- Exercise directions: Which of the lines in the data below contain the string "PropertyConfig"? Copy each of them.

- Supplied information:

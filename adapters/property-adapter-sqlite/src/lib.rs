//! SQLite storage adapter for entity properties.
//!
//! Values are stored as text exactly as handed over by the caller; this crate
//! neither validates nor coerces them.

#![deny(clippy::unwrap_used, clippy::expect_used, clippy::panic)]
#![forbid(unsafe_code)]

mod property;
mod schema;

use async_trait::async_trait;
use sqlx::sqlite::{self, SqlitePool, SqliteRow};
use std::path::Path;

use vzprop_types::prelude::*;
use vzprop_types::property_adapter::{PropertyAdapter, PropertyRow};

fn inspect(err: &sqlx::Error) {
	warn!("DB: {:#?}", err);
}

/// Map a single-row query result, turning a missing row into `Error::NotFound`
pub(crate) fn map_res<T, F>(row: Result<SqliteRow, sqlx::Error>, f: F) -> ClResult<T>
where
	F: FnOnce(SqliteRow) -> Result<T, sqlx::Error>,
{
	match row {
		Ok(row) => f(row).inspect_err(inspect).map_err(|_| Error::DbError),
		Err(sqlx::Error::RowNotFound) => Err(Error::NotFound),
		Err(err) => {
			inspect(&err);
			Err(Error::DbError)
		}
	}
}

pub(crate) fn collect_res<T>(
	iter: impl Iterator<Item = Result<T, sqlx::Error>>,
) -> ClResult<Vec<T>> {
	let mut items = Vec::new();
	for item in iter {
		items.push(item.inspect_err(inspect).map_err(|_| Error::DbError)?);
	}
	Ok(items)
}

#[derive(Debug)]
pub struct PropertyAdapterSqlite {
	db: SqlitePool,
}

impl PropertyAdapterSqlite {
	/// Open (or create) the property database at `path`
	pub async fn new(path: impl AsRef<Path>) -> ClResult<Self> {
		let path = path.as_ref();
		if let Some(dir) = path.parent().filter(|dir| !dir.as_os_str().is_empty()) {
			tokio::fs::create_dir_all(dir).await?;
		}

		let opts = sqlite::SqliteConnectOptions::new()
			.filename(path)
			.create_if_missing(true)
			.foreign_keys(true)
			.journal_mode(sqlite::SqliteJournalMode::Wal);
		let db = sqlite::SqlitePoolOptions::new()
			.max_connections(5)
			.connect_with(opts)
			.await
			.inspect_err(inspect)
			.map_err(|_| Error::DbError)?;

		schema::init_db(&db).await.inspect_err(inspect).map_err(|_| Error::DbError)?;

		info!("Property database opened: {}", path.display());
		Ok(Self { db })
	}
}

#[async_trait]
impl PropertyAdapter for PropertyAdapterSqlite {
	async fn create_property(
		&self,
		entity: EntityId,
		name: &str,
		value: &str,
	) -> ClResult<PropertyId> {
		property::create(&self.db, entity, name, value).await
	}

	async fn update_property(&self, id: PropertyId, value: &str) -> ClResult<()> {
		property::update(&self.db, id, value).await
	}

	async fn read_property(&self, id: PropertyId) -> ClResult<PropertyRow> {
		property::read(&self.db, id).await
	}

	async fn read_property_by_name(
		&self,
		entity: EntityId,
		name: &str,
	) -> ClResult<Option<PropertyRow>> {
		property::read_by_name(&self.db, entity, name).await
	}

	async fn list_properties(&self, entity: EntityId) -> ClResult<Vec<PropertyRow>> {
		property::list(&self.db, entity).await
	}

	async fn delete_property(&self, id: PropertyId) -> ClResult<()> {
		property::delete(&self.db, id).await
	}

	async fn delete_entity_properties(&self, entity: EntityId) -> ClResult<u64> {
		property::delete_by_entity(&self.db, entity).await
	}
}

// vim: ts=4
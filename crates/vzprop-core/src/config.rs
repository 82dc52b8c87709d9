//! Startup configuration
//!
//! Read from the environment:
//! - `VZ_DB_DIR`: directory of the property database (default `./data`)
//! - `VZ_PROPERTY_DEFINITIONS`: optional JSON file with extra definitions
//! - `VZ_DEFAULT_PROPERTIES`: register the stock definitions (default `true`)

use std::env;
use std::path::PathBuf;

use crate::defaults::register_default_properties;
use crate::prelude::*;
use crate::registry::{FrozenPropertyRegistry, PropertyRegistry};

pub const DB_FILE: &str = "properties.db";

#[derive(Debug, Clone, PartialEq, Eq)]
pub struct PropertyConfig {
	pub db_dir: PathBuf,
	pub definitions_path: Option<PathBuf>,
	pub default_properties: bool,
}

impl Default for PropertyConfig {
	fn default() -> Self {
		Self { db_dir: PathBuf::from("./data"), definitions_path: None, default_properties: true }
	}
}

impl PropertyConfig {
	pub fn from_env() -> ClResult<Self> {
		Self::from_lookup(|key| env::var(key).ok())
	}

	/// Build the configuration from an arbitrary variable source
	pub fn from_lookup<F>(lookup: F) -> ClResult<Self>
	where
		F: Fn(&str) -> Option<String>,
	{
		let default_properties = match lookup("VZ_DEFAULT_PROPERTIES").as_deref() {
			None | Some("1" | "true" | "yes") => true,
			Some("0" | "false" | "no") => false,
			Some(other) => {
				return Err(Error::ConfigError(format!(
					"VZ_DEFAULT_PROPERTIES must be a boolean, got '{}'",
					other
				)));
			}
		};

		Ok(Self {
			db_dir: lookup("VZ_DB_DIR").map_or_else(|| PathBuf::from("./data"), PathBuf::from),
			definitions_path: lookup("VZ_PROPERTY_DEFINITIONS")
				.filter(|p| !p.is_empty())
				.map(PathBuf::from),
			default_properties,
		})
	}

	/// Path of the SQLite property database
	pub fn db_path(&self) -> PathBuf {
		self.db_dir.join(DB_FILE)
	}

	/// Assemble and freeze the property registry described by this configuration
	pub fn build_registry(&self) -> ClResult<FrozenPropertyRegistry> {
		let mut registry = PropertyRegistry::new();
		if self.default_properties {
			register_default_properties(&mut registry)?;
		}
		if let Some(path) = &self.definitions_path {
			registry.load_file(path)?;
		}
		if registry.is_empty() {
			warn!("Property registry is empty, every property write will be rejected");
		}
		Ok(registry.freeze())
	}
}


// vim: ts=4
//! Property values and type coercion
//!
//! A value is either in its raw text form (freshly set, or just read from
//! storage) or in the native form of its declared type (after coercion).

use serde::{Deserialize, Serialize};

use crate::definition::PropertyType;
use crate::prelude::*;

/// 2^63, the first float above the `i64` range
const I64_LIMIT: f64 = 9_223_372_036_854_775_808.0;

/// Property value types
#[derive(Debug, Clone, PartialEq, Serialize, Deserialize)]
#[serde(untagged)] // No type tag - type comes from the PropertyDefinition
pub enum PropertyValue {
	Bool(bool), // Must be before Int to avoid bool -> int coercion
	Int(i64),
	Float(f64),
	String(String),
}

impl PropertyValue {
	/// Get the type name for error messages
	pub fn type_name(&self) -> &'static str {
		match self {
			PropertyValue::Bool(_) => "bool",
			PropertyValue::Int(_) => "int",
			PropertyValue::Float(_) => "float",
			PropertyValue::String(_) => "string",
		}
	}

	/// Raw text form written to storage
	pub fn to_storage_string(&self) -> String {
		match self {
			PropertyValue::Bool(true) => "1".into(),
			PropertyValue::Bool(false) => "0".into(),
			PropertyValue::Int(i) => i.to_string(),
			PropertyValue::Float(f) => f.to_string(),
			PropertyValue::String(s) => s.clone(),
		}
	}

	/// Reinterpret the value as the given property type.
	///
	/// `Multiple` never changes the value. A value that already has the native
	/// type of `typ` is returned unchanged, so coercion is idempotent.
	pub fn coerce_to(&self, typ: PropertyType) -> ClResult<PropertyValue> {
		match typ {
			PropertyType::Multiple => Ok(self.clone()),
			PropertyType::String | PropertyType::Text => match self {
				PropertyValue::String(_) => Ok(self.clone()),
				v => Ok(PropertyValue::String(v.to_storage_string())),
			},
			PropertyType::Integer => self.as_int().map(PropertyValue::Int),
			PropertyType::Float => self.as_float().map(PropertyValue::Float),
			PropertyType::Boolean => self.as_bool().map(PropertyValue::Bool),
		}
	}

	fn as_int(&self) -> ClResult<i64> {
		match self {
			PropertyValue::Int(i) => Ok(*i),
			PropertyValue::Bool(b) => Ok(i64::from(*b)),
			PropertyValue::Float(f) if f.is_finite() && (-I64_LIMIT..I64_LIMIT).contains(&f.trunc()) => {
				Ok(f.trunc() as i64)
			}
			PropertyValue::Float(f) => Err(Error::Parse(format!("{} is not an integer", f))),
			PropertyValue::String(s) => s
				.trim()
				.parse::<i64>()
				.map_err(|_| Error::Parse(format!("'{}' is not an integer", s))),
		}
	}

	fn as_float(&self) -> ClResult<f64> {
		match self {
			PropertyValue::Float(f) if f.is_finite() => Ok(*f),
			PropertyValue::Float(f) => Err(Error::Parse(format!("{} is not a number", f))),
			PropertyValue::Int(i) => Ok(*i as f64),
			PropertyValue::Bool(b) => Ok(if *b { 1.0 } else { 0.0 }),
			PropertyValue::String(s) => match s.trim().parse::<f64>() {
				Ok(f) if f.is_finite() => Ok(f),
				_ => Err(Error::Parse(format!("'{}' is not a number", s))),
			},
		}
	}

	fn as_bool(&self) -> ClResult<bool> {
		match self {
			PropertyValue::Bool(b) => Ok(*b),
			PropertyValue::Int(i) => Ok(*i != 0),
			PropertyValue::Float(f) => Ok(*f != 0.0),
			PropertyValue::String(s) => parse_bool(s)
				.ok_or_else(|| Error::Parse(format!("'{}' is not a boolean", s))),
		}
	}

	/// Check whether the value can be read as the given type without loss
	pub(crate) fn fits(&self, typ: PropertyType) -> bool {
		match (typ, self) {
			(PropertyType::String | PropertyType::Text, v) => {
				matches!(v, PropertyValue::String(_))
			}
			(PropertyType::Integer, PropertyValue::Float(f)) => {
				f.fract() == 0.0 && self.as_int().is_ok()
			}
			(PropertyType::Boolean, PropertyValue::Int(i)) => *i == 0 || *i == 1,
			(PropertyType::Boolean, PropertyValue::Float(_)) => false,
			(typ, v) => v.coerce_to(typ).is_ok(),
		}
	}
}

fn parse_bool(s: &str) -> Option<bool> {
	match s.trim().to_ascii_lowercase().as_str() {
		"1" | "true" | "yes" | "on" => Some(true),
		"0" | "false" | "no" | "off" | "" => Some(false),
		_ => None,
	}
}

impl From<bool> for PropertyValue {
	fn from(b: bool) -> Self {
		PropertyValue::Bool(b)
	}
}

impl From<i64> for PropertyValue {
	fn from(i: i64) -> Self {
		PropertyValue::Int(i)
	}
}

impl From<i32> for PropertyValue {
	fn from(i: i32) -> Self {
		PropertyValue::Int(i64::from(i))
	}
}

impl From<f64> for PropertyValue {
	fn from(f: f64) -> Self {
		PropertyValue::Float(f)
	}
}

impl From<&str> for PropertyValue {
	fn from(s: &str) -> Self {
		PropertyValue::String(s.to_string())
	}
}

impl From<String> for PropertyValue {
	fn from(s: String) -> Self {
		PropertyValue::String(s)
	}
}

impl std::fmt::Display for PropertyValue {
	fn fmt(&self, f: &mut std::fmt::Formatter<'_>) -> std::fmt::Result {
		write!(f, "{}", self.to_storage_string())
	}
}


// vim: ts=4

- Result of the exercise:
pub struct PropertyConfig {
impl Default for PropertyConfig {
impl PropertyConfig {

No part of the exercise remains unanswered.